> _The task_
Beneath this line is the data. Output exactly the lines from the line with "in writing, software" to the line with "is composed or", both ends included, and nothing more.

*** Opening Provided material ***

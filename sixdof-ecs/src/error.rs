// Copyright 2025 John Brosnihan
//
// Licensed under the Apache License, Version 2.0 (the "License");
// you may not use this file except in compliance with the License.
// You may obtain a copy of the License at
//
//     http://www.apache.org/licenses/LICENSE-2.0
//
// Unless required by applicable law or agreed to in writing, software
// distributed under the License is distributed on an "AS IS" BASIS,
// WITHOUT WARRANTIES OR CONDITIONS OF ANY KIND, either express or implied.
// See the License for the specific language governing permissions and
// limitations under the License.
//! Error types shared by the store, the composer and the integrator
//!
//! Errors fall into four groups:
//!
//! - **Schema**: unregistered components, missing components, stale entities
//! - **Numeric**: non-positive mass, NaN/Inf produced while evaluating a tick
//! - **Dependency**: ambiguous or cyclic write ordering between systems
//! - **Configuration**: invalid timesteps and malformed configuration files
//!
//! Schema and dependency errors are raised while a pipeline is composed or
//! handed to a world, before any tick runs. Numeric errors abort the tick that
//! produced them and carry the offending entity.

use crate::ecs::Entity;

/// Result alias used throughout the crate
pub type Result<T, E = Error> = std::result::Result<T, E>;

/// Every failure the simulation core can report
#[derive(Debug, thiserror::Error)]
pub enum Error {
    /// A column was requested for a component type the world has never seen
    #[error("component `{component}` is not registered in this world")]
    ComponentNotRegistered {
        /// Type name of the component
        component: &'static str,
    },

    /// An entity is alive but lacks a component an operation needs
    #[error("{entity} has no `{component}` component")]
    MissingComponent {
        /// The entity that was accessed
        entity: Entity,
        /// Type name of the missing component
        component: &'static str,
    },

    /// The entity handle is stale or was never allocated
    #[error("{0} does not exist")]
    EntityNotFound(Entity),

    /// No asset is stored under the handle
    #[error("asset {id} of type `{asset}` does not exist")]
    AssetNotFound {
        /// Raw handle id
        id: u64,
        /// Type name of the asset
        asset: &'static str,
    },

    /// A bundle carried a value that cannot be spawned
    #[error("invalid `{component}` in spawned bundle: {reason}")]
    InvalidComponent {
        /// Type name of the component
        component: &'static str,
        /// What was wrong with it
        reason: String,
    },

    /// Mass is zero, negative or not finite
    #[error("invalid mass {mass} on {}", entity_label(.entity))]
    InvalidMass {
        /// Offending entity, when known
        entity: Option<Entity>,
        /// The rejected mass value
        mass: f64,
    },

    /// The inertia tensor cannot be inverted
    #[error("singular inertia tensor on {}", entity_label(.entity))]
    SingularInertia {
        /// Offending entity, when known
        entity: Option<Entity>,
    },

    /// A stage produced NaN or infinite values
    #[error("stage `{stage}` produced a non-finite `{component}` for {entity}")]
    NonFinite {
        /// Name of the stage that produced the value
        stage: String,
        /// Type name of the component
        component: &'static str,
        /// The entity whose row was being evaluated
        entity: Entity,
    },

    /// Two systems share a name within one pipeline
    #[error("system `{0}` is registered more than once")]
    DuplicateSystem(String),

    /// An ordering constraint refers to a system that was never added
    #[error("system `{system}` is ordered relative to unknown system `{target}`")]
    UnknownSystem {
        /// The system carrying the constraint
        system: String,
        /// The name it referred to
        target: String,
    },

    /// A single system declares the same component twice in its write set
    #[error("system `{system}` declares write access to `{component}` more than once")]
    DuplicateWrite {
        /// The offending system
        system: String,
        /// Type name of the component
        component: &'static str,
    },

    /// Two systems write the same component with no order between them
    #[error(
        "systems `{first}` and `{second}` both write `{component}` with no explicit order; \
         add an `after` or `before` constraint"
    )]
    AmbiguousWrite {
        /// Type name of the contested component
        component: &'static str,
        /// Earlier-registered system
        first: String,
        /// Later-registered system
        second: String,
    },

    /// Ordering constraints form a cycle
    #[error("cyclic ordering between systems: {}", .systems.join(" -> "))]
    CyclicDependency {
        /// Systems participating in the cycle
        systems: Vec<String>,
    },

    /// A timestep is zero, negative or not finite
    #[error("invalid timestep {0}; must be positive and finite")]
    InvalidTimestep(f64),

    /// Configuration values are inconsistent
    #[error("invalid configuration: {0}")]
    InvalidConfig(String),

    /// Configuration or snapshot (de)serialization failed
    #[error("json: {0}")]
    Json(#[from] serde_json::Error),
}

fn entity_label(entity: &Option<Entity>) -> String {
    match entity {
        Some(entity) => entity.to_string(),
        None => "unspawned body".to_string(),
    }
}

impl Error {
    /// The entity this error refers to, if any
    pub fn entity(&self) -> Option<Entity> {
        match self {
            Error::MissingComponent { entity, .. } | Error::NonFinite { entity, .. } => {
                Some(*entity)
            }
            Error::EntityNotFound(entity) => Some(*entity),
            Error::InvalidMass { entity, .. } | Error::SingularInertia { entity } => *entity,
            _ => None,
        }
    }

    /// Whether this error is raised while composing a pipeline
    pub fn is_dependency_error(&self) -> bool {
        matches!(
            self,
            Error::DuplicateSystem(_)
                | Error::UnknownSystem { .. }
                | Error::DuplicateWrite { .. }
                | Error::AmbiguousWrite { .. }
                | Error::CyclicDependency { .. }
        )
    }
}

*** Closing Provided material ***

> _Answer section_
// Unless required by applicable law or agreed to in writing, software
// distributed under the License is distributed on an "AS IS" BASIS,
// WITHOUT WARRANTIES OR CONDITIONS OF ANY KIND, either express or implied.
// See the License for the specific language governing permissions and
// limitations under the License.
//! Error types shared by the store, the composer and the integrator
//!
//! Errors fall into four groups:
//!
//! - **Schema**: unregistered components, missing components, stale entities
//! - **Numeric**: non-positive mass, NaN/Inf produced while evaluating a tick
//! - **Dependency**: ambiguous or cyclic write ordering between systems
//! - **Configuration**: invalid timesteps and malformed configuration files
//!
//! Schema and dependency errors are raised while a pipeline is composed or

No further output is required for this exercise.